How to complete this task: For the word "channels", return each line of the data in which it occurs.

Material for this exercise:

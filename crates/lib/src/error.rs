//! Error kinds threaded through the relay pipeline.

use crate::translate::TranslateError;

#[derive(Debug, thiserror::Error)]
pub enum BridgeError {
    #[error("invalid inbound event: {0}")]
    InvalidEvent(#[source] serde_json::Error),
    #[error("invalid bot reply: {0}")]
    InvalidReply(#[source] serde_json::Error),
    #[error("encoding request body: {0}")]
    Encode(#[source] serde_json::Error),
    #[error("invalid request url: {0}")]
    Url(String),
    #[error("translation failed: {0}")]
    Translate(#[from] TranslateError),
    #[error("dispatch failed: {0}")]
    Dispatch(String),
    #[error("bot engine returned {status}: {body}")]
    BotStatus { status: u16, body: String },
    #[error("support platform returned {status}: {body}")]
    SupportStatus { status: u16, body: String },
}

impl BridgeError {
    /// True when the whole invocation must stop; false when only the current reply item is lost.
    pub fn is_fatal(&self) -> bool {
        matches!(
            self,
            BridgeError::InvalidEvent(_) | BridgeError::InvalidReply(_) | BridgeError::BotStatus { .. }
        )
    }
}

impl From<reqwest::Error> for BridgeError {
    fn from(e: reqwest::Error) -> Self {
        BridgeError::Dispatch(e.to_string())
    }
}
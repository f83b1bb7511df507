//! AWS Translate client (`TranslateText`) on the AWS SDK.
//!
//! Credentials come from the SDK's default provider chain (env, shared profile, web identity,
//! ECS and instance roles) and are refreshed by the SDK as they expire.

use super::{TranslateError, TranslateRequest, Translator};
use async_trait::async_trait;
use aws_config::retry::RetryConfig;
use aws_sdk_translate::config::{BehaviorVersion, Region};
use aws_sdk_translate::error::{DisplayErrorContext, SdkError};

/// Process-wide AWS Translate client.
#[derive(Debug, Clone)]
pub struct AwsTranslateClient {
    client: aws_sdk_translate::Client,
}

impl AwsTranslateClient {
    /// Load shared AWS config for `region` with the default credential chain.
    /// `endpoint` overrides `https://translate.{region}.amazonaws.com`. Requests are not retried.
    pub async fn load(region: &str, endpoint: Option<String>) -> Result<Self, TranslateError> {
        let region = region.trim();
        if region.is_empty() {
            return Err(TranslateError::Config("AWS region not set".to_string()));
        }
        let mut loader = aws_config::defaults(BehaviorVersion::latest())
            .region(Region::new(region.to_string()))
            .retry_config(RetryConfig::disabled());
        if let Some(url) = endpoint {
            loader = loader.endpoint_url(url);
        }
        let shared = loader.load().await;
        if shared.credentials_provider().is_none() {
            return Err(TranslateError::Config(
                "no AWS credentials provider available".to_string(),
            ));
        }
        Ok(Self::from_client(aws_sdk_translate::Client::new(&shared)))
    }

    /// Wrap an already-configured SDK client.
    pub fn from_client(client: aws_sdk_translate::Client) -> Self {
        Self { client }
    }
}

#[async_trait]
impl Translator for AwsTranslateClient {
    async fn translate_text(&self, request: &TranslateRequest<'_>) -> Result<String, TranslateError> {
        let output = self
            .client
            .translate_text()
            .source_language_code(request.source)
            .target_language_code(request.target)
            .text(request.text)
            .set_terminology_names(request.terminology.map(|t| vec![t.to_string()]))
            .send()
            .await
            .map_err(|e| match &e {
                SdkError::ServiceError(_) => TranslateError::Api(DisplayErrorContext(&e).to_string()),
                _ => TranslateError::Request(DisplayErrorContext(&e).to_string()),
            })?;
        log::debug!(
            "translated {} chars {} -> {}",
            request.text.len(),
            request.source,
            request.target
        );
        Ok(output.translated_text().to_string())
    }
}
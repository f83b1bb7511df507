//! Relay one webhook event: gate it, ask the bot, translate and post each reply in order.

use crate::bot::{build_bot_request, parse_bot_reply, BotResponse};
use crate::channels::{build_support_request, parse_event, ContentKind, InboundEvent};
use crate::config::BridgeSettings;
use crate::dispatch::Dispatcher;
use crate::error::BridgeError;
use crate::mapper::map_reply;
use crate::translate::{LanguageContext, Translator};
use std::sync::Arc;

/// Why an event was acknowledged without any outbound call.
#[derive(Debug, Clone, PartialEq, Eq)]
pub enum IgnoreReason {
    /// Not an incoming customer message and no submitted selection.
    NotIncoming,
    /// Content kind with no bot mapping (e.g. `form`, `article`).
    UnsupportedContent(String),
    /// Text event without content, or a selection event without values.
    NothingToForward,
}

/// Result of a successful invocation.
#[derive(Debug, Clone, PartialEq, Eq)]
pub enum RelayOutcome {
    Ignored(IgnoreReason),
    Relayed {
        /// Items posted to the support platform with a 2xx response.
        delivered: usize,
        /// Items lost to translation, transport, or non-2xx failures.
        failed: usize,
        /// Items whose reply kind has no support-platform shape.
        skipped: usize,
    },
}

/// The relay. Holds the settings, the shared translator and the dispatcher; cheap to clone.
#[derive(Clone)]
pub struct Bridge {
    settings: Arc<BridgeSettings>,
    translator: Arc<dyn Translator>,
    dispatcher: Arc<dyn Dispatcher>,
}

impl Bridge {
    pub fn new(
        settings: BridgeSettings,
        translator: Arc<dyn Translator>,
        dispatcher: Arc<dyn Dispatcher>,
    ) -> Self {
        Self {
            settings: Arc::new(settings),
            translator,
            dispatcher,
        }
    }

    pub fn settings(&self) -> &BridgeSettings {
        &self.settings
    }

    /// Parse a raw webhook body and relay it.
    pub async fn handle(&self, body: &[u8]) -> Result<RelayOutcome, BridgeError> {
        let event = parse_event(body)?;
        self.relay(&event).await
    }

    /// Relay a parsed event. Errors returned here abort the invocation; per-item failures are counted instead.
    pub async fn relay(&self, event: &InboundEvent) -> Result<RelayOutcome, BridgeError> {
        if !event.should_process() {
            log::debug!(
                "relay: ignoring {:?} event for conversation {}",
                event.message_type,
                event.conversation_id()
            );
            return Ok(RelayOutcome::Ignored(IgnoreReason::NotIncoming));
        }
        let text = match (event.content_kind(), event.forward_text()) {
            (ContentKind::Other(kind), _) => {
                log::info!(
                    "relay: content type {:?} has no bot mapping (conversation {})",
                    kind,
                    event.conversation_id()
                );
                return Ok(RelayOutcome::Ignored(IgnoreReason::UnsupportedContent(kind)));
            }
            (_, None) => {
                log::warn!(
                    "relay: nothing to forward for conversation {}",
                    event.conversation_id()
                );
                return Ok(RelayOutcome::Ignored(IgnoreReason::NothingToForward));
            }
            (_, Some(text)) => text,
        };

        let request = build_bot_request(&self.settings, event.contact(), text)?;
        log::info!(
            "relay: conversation {} -> bot (contact {:?})",
            event.conversation_id(),
            event.contact()
        );
        let response = self.dispatcher.dispatch(request).await?;
        if !response.is_success() {
            return Err(BridgeError::BotStatus {
                status: response.status,
                body: String::from_utf8_lossy(&response.body).into_owned(),
            });
        }
        let reply = parse_bot_reply(&response.body)?;

        let lang = LanguageContext::new(
            self.settings.source_language.as_str(),
            event.target_language(),
            self.settings.terminology.clone(),
        );
        let (mut delivered, mut failed, mut skipped) = (0, 0, 0);
        for (index, item) in reply.responses.iter().enumerate() {
            match self.deliver(event.conversation_id(), item, &lang).await {
                Ok(true) => delivered += 1,
                Ok(false) => skipped += 1,
                Err(e) if e.is_fatal() => return Err(e),
                Err(e) => {
                    log::warn!(
                        "relay: reply {} ({:?}) for conversation {} not delivered: {}",
                        index,
                        item.kind,
                        event.conversation_id(),
                        e
                    );
                    failed += 1;
                }
            }
        }
        log::info!(
            "relay: conversation {} done: {} delivered, {} failed, {} skipped",
            event.conversation_id(),
            delivered,
            failed,
            skipped
        );
        Ok(RelayOutcome::Relayed {
            delivered,
            failed,
            skipped,
        })
    }

    /// Map and post one reply item, waiting for the response. Ok(false) when the item has no mapping.
    async fn deliver(
        &self,
        conversation_id: u64,
        item: &BotResponse,
        lang: &LanguageContext,
    ) -> Result<bool, BridgeError> {
        let Some(message) = map_reply(self.translator.as_ref(), item, lang).await? else {
            return Ok(false);
        };
        let request = build_support_request(&self.settings, conversation_id, &message)?;
        let response = self.dispatcher.dispatch(request).await?;
        if !response.is_success() {
            return Err(BridgeError::SupportStatus {
                status: response.status,
                body: String::from_utf8_lossy(&response.body).into_owned(),
            });
        }
        log::debug!(
            "relay: posted {} message to conversation {}",
            message.content_type.as_str(),
            conversation_id
        );
        Ok(true)
    }
}
//! Relay core library — support-platform webhook in, bot engine conversation, translated
//! replies back out. Used by the `relay` CLI.

pub mod bot;
pub mod channels;
pub mod config;
pub mod dispatch;
pub mod error;
pub mod gateway;
pub mod mapper;
pub mod pipeline;
pub mod translate;
mod wire;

Response to this exercise:
use crate::channels::{build_support_request, parse_event, ContentKind, InboundEvent};
pub mod channels;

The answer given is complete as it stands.